April 2023: Design Choices are Not Fixed or Set: Flexibility and Hybrid Textuality

A promotional image from Everyman Hybrid

I want to write a bit about the design choices that we’ve been reading and writing about so far this semester.


Emphasis: What are the emphasized modes, and emphasized elements (the specific ways that the modes are expressed, ie content through form) of this text?

Contrast: How are elements of the text arranged to make each other stand out?

Organization: How are elements of the text arranged to form a coherent unit or functioning whole?

Alignment: How do elements of the text line up (visually or otherwise)?

Proximity: How does the text use space to make it more accessible or usable?

To use these effectively in a way that will add value to your analyses of any kind of multimodal text, it’s helpful to realize that you can’t take these in a very literal or limited way. If you are looking at a traditional still photograph, all of this above takes place in a two dimensional (flat) and bounded surface, so it’s pretty simple to assess everything within that limitation. That’s more or less how we gravitate to thinking about the visual modality, but as we move beyond that space into more complicated or hybrid texts, the frame changes (literally, we’re no longer framed by the boundaries of a two-dimensional limited space!)
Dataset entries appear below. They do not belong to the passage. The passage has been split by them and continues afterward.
//! Capability interfaces for the external speech and vision services.
//!
//! The orchestrator treats network errors from either service as retryable;
//! both clients do a small bounded retry of their own before surfacing one.

use std::path::Path;
use std::time::Duration;

use async_trait::async_trait;
use reqwest::Client;
use serde::Deserialize;
use tracing::{debug, warn};

use recut_models::TranscriptSegment;

use crate::error::{WorkerError, WorkerResult};

/// Output of a transcription run, before it is attached to a media.
#[derive(Debug, Clone, Default)]
pub struct TranscriptPayload {
    pub language: Option<String>,
    pub segments: Vec<TranscriptSegment>,
}

/// Speech-to-text capability.
#[async_trait]
pub trait Transcriber: Send + Sync {
    /// Transcribe a mono 16 kHz WAV. Silent audio yields an empty payload.
    async fn transcribe(&self, audio_path: &Path) -> WorkerResult<TranscriptPayload>;
}

/// Vision description capability.
#[async_trait]
pub trait FrameDescriber: Send + Sync {
    /// Produce a short natural-language description of one frame.
    async fn describe(&self, image_path: &Path) -> WorkerResult<String>;
}

/// HTTP client configuration shared by both capability clients.
#[derive(Debug, Clone)]
pub struct CapabilityClientConfig {
    pub base_url: String,
    pub timeout: Duration,
    pub max_retries: u32,
}

impl CapabilityClientConfig {
    pub fn new(base_url: impl Into<String>) -> Self {
        Self {
            base_url: base_url.into(),
            timeout: Duration::from_secs(300),
            max_retries: 2,
        }
    }
}

/// Transcription over an HTTP speech service.
pub struct HttpTranscriber {
    http: Client,
    config: CapabilityClientConfig,
}

#[derive(Debug, Deserialize)]
struct TranscribeResponse {
    #[serde(default)]
    language: Option<String>,
    #[serde(default)]
    segments: Vec<TranscriptSegment>,
}

impl HttpTranscriber {
    pub fn new(config: CapabilityClientConfig) -> WorkerResult<Self> {
        let http = Client::builder()
            .timeout(config.timeout)
            .build()
            .map_err(|e| WorkerError::TranscriberFailed(e.to_string()))?;
        Ok(Self { http, config })
    }

    /// Create from `RECUT_TRANSCRIBER_ENDPOINT`.
    pub fn from_env() -> WorkerResult<Self> {
        let base_url = std::env::var("RECUT_TRANSCRIBER_ENDPOINT")
            .map_err(|_| WorkerError::TranscriberFailed("RECUT_TRANSCRIBER_ENDPOINT not set".into()))?;
        Self::new(CapabilityClientConfig::new(base_url))
    }
}

#[async_trait]
impl Transcriber for HttpTranscriber {
    async fn transcribe(&self, audio_path: &Path) -> WorkerResult<TranscriptPayload> {
        let url = format!("{}/transcribe", self.config.base_url.trim_end_matches('/'));
        let bytes = tokio::fs::read(audio_path).await?;
        debug!(url = %url, bytes = bytes.len(), "Requesting transcription");

        let mut last_error = None;
        for attempt in 0..=self.config.max_retries {
            let result = self
                .http
                .post(&url)
                .header("content-type", "audio/wav")
                .body(bytes.clone())
                .send()
                .await;

            match result {
                Ok(response) if response.status().is_success() => {
                    let parsed: TranscribeResponse = response
                        .json()
                        .await
                        .map_err(|e| WorkerError::TranscriberFailed(e.to_string()))?;
                    return Ok(TranscriptPayload {
                        language: parsed.language,
                        segments: parsed.segments,
                    });
                }
                Ok(response) => {
                    let status = response.status();
                    let body = response.text().await.unwrap_or_default();
                    return Err(WorkerError::TranscriberFailed(format!(
                        "{}: {}",
                        status, body
                    )));
                }
                Err(e) if attempt < self.config.max_retries => {
                    let delay = Duration::from_millis(500 * 2u64.pow(attempt));
                    warn!(
                        attempt = attempt + 1,
                        error = %e,
                        "Transcription request failed, retrying in {:?}",
                        delay
                    );
                    tokio::time::sleep(delay).await;
                    last_error = Some(e);
                }
                Err(e) => return Err(WorkerError::TranscriberFailed(e.to_string())),
            }
        }

        Err(WorkerError::TranscriberFailed(
            last_error
                .map(|e| e.to_string())
                .unwrap_or_else(|| "retries exhausted".into()),
        ))
    }
}

/// Frame description over an HTTP vision service.
pub struct HttpFrameDescriber {
    http: Client,
    config: CapabilityClientConfig,
}

#[derive(Debug, Deserialize)]
struct DescribeResponse {
    description: String,
}

impl HttpFrameDescriber {
    pub fn new(config: CapabilityClientConfig) -> WorkerResult<Self> {
        let http = Client::builder()
            .timeout(config.timeout)
            .build()
            .map_err(|e| WorkerError::DescriberFailed(e.to_string()))?;
        Ok(Self { http, config })
    }

    /// Create from `RECUT_VISION_ENDPOINT`; absence means frame description
    /// is simply not configured (it is optional enrichment).
    pub fn from_env() -> Option<WorkerResult<Self>> {
        let base_url = std::env::var("RECUT_VISION_ENDPOINT").ok()?;
        Some(Self::new(CapabilityClientConfig::new(base_url)))
    }
}

#[async_trait]
impl FrameDescriber for HttpFrameDescriber {
    async fn describe(&self, image_path: &Path) -> WorkerResult<String> {
        let url = format!("{}/describe", self.config.base_url.trim_end_matches('/'));
        let bytes = tokio::fs::read(image_path).await?;

        let response = self
            .http
            .post(&url)
            .header("content-type", "image/jpeg")
            .body(bytes)
            .send()
            .await
            .map_err(|e| WorkerError::DescriberFailed(e.to_string()))?;

        if !response.status().is_success() {
            let status = response.status();
            return Err(WorkerError::DescriberFailed(format!(
                "vision service returned {}",
                status
            )));
        }

        let parsed: DescribeResponse = response
            .json()
            .await
            .map_err(|e| WorkerError::DescriberFailed(e.to_string()))?;
        Ok(parsed.description)
    }
}
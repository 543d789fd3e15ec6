//! Render records and aspect ratios.

use chrono::{DateTime, Utc};
use schemars::JsonSchema;
use serde::{Deserialize, Serialize};
use std::fmt;
use std::str::FromStr;
use thiserror::Error;
use uuid::Uuid;

use crate::job::JobError;
use crate::media::MediaId;
use crate::plan::PlanId;

/// Unique identifier for a render.
#[derive(Debug, Clone, PartialEq, Eq, Hash, Serialize, Deserialize, JsonSchema)]
#[serde(transparent)]
pub struct RenderId(pub String);

impl RenderId {
    pub fn new() -> Self {
        Self(Uuid::new_v4().to_string())
    }

    pub fn from_string(s: impl Into<String>) -> Self {
        Self(s.into())
    }

    pub fn as_str(&self) -> &str {
        &self.0
    }
}

impl Default for RenderId {
    fn default() -> Self {
        Self::new()
    }
}

impl fmt::Display for RenderId {
    fn fmt(&self, f: &mut fmt::Formatter<'_>) -> fmt::Result {
        write!(f, "{}", self.0)
    }
}

#[derive(Debug, Error, PartialEq)]
pub enum AspectRatioError {
    #[error("invalid aspect ratio: {0} (expected W:H)")]
    Invalid(String),
}

/// Target aspect ratio, expressed as `W:H` (e.g. "16:9", "9:16", "1:1").
#[derive(Debug, Clone, Copy, PartialEq, Eq, Hash, Serialize, Deserialize, JsonSchema)]
#[serde(try_from = "String", into = "String")]
pub struct AspectRatio {
    pub w: u32,
    pub h: u32,
}

impl AspectRatio {
    pub const WIDE: AspectRatio = AspectRatio { w: 16, h: 9 };
    pub const VERTICAL: AspectRatio = AspectRatio { w: 9, h: 16 };
    pub const SQUARE: AspectRatio = AspectRatio { w: 1, h: 1 };

    /// Compute the output frame from a reference width. The wider dimension
    /// is pinned to the reference width; both dimensions are rounded to even
    /// values for codec compatibility.
    pub fn target_frame(&self, reference_width: u32) -> (u32, u32) {
        let even = |v: u32| if v % 2 == 0 { v } else { v + 1 };
        if self.w >= self.h {
            let width = even(reference_width);
            let height = even((reference_width as u64 * self.h as u64 / self.w as u64) as u32);
            (width, height)
        } else {
            let height = even(reference_width);
            let width = even((reference_width as u64 * self.w as u64 / self.h as u64) as u32);
            (width, height)
        }
    }

    /// The filename-safe form, e.g. "16x9".
    pub fn as_filename_part(&self) -> String {
        format!("{}x{}", self.w, self.h)
    }
}

impl fmt::Display for AspectRatio {
    fn fmt(&self, f: &mut fmt::Formatter<'_>) -> fmt::Result {
        write!(f, "{}:{}", self.w, self.h)
    }
}

impl FromStr for AspectRatio {
    type Err = AspectRatioError;

    fn from_str(s: &str) -> Result<Self, Self::Err> {
        let (w, h) = s
            .split_once(':')
            .ok_or_else(|| AspectRatioError::Invalid(s.to_string()))?;
        let w: u32 = w
            .trim()
            .parse()
            .map_err(|_| AspectRatioError::Invalid(s.to_string()))?;
        let h: u32 = h
            .trim()
            .parse()
            .map_err(|_| AspectRatioError::Invalid(s.to_string()))?;
        if w == 0 || h == 0 {
            return Err(AspectRatioError::Invalid(s.to_string()));
        }
        Ok(Self { w, h })
    }
}

impl TryFrom<String> for AspectRatio {
    type Error = AspectRatioError;

    fn try_from(s: String) -> Result<Self, Self::Error> {
        s.parse()
    }
}

impl From<AspectRatio> for String {
    fn from(r: AspectRatio) -> Self {
        r.to_string()
    }
}

/// Render lifecycle status.
#[derive(Debug, Clone, Copy, PartialEq, Eq, Serialize, Deserialize, JsonSchema, Default)]
#[serde(rename_all = "snake_case")]
pub enum RenderStatus {
    #[default]
    Queued,
    Running,
    Completed,
    Failed,
    Cancelled,
}

impl RenderStatus {
    pub fn as_str(&self) -> &'static str {
        match self {
            RenderStatus::Queued => "queued",
            RenderStatus::Running => "running",
            RenderStatus::Completed => "completed",
            RenderStatus::Failed => "failed",
            RenderStatus::Cancelled => "cancelled",
        }
    }

    pub fn is_terminal(&self) -> bool {
        matches!(
            self,
            RenderStatus::Completed | RenderStatus::Failed | RenderStatus::Cancelled
        )
    }
}

/// One output per `(plan_id, aspect_ratio)`. The output URI is readable only
/// once status is `Completed`.
#[derive(Debug, Clone, Serialize, Deserialize, JsonSchema)]
pub struct Render {
    pub render_id: RenderId,
    pub media_id: MediaId,
    pub plan_id: PlanId,
    pub aspect_ratio: AspectRatio,
    #[serde(default)]
    pub status: RenderStatus,
    #[serde(skip_serializing_if = "Option::is_none")]
    pub output_uri: Option<String>,
    #[serde(skip_serializing_if = "Option::is_none")]
    pub error: Option<JobError>,
    #[serde(skip_serializing_if = "Option::is_none")]
    pub duration_seconds: Option<f64>,
    pub created_at: DateTime<Utc>,
    #[serde(skip_serializing_if = "Option::is_none")]
    pub started_at: Option<DateTime<Utc>>,
    #[serde(skip_serializing_if = "Option::is_none")]
    pub finished_at: Option<DateTime<Utc>>,
}

impl Render {
    pub fn queued(media_id: MediaId, plan_id: PlanId, aspect_ratio: AspectRatio) -> Self {
        Self {
            render_id: RenderId::new(),
            media_id,
            plan_id,
            aspect_ratio,
            status: RenderStatus::Queued,
            output_uri: None,
            error: None,
            duration_seconds: None,
            created_at: Utc::now(),
            started_at: None,
            finished_at: None,
        }
    }

    pub fn into_running(mut self) -> Self {
        self.status = RenderStatus::Running;
        self.started_at = Some(Utc::now());
        self
    }

    pub fn into_completed(mut self, output_uri: String, duration_seconds: f64) -> Self {
        self.status = RenderStatus::Completed;
        self.output_uri = Some(output_uri);
        self.duration_seconds = Some(duration_seconds);
        self.finished_at = Some(Utc::now());
        self
    }

    pub fn into_failed(mut self, error: JobError) -> Self {
        self.status = RenderStatus::Failed;
        self.error = Some(error);
        self.finished_at = Some(Utc::now());
        self
    }

    pub fn into_cancelled(mut self) -> Self {
        self.status = RenderStatus::Cancelled;
        self.finished_at = Some(Utc::now());
        self
    }
}

#[cfg(test)]
mod tests {
    use super::*;

    #[test]
    fn test_aspect_ratio_parse() {
        assert_eq!("16:9".parse::<AspectRatio>().unwrap(), AspectRatio::WIDE);
        assert_eq!("9:16".parse::<AspectRatio>().unwrap(), AspectRatio::VERTICAL);
        assert!("16x9".parse::<AspectRatio>().is_err());
        assert!("0:9".parse::<AspectRatio>().is_err());
    }

    #[test]
    fn test_target_frame_even_dimensions() {
        let (w, h) = AspectRatio::WIDE.target_frame(1080);
        assert_eq!((w, h), (1080, 608)); // 607.5 rounds down then bumps even
        let (w, h) = AspectRatio::VERTICAL.target_frame(1080);
        assert_eq!((w, h), (608, 1080));
        let (w, h) = AspectRatio::SQUARE.target_frame(1080);
        assert_eq!((w, h), (1080, 1080));
        assert_eq!(w % 2, 0);
        assert_eq!(h % 2, 0);
    }

    #[test]
    fn test_render_lifecycle() {
        let render = Render::queued(MediaId::new(), PlanId::new(), AspectRatio::VERTICAL);
        assert_eq!(render.status, RenderStatus::Queued);
        let done = render
            .into_running()
            .into_completed("file:///renders/p/9x16.mp4".into(), 30.0);
        assert_eq!(done.status, RenderStatus::Completed);
        assert!(done.output_uri.is_some());
        assert!(done.status.is_terminal());
    }

    #[test]
    fn test_aspect_ratio_serde_round_trip() {
        let json = serde_json::to_string(&AspectRatio::VERTICAL).unwrap();
        assert_eq!(json, "\"9:16\"");
        let parsed: AspectRatio = serde_json::from_str(&json).unwrap();
        assert_eq!(parsed, AspectRatio::VERTICAL);
    }
}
For example, let’s take the video we’ve been discussing, Found Footage. There are multiple contexts for discussing this video. We can look at it as limited by the beginning, middle, and end of the video–easy enough. We don’t need to look at the series of which is it a part (The Backrooms web series). To stay within the boundaries of the video, we still have a more complex task than we did looking at a photograph, because each frame of the video is a separate still shot and can be analyzed ON ITS OWN, on its own terms without outside context. That’s just visually; we also have sound throughout the video. We see people and objects moving through the frames, so that is gesture and we see a representation of space, too. These elements work together to create a narrative, which is accompanied by words spoken by the characters or read on the walls (linguistic). These work together and bounce off each other to create meaningful experiences for the viewer. A video simulates or records three dimensions, moving through time, so of course it is going to be more complex structurally.

But you can also look at the whole series of videos as a kind of supertext. Once you begin doing this, you’ll naturally gravitate to seeing patterns and simultaneities within the videos that play off each other. You’ll notice shifts in the way that the modalities are represented (for example, you’ll see a “flashback” to the 1970s in videos that use a different filter to make the video look old). Separate videos will be used to fill in gaps in a story that is told in a non-linear fashion, and will alter your initial reading of the first video or add layers to it. The terms “organization” and “alignment,” which made sense in the first video for what happened within and between its frames, can now be used to analyze an organization of story, themes, and tones between the videos, with alignment happening between parts of separate videos to return to a central theme, character, environmental cue, or even a symbol (for example, the corporation is a key force in the story but can also be seen as a symbol of humans’ desire to control and conquer nature).

Some multimodal texts may have even a more “complicated” structure than The Backrooms! For example, the alternative reality games and transmedia storytelling can leave the environmental of one media platform altogether and take place in a wide variety of environments. There are huge commercial examples of this, like the Stars Wars universe and the Marvel Universe, but there are also ones created by amateurs that have become well-known. Here is an article introduction. The television series LOST (2004) was one of the early shifts in series television to embrace off-screen audience participation using the internet. A group of young amateurs created the Slenderman web series/arg called Everyman Hybrid which is considered a true arg–it combined YouTube, Twitter, and series of audience participation events to tell a story than spanned TEN YEARS! (This series should have some trigger warnings for murder, mayhem, demonic possession, and a lot of other disturbing stuff. Yes, I watched the entire thing myself.) A complete web series or ARG can take a great deal of commitment to understand and analyse fully, so I would not advise that level of commitment for your upcoming papers! However, if you are already committed to one, you can certain analyze some specific aspect or portion of such a creation. One of the cool things about analyze a series is that they can make terrific use of timing or “kairos” as a part of their organization and structure, and successful args and webseries usually demonstrate a deft awareness of audience on the part of the creators.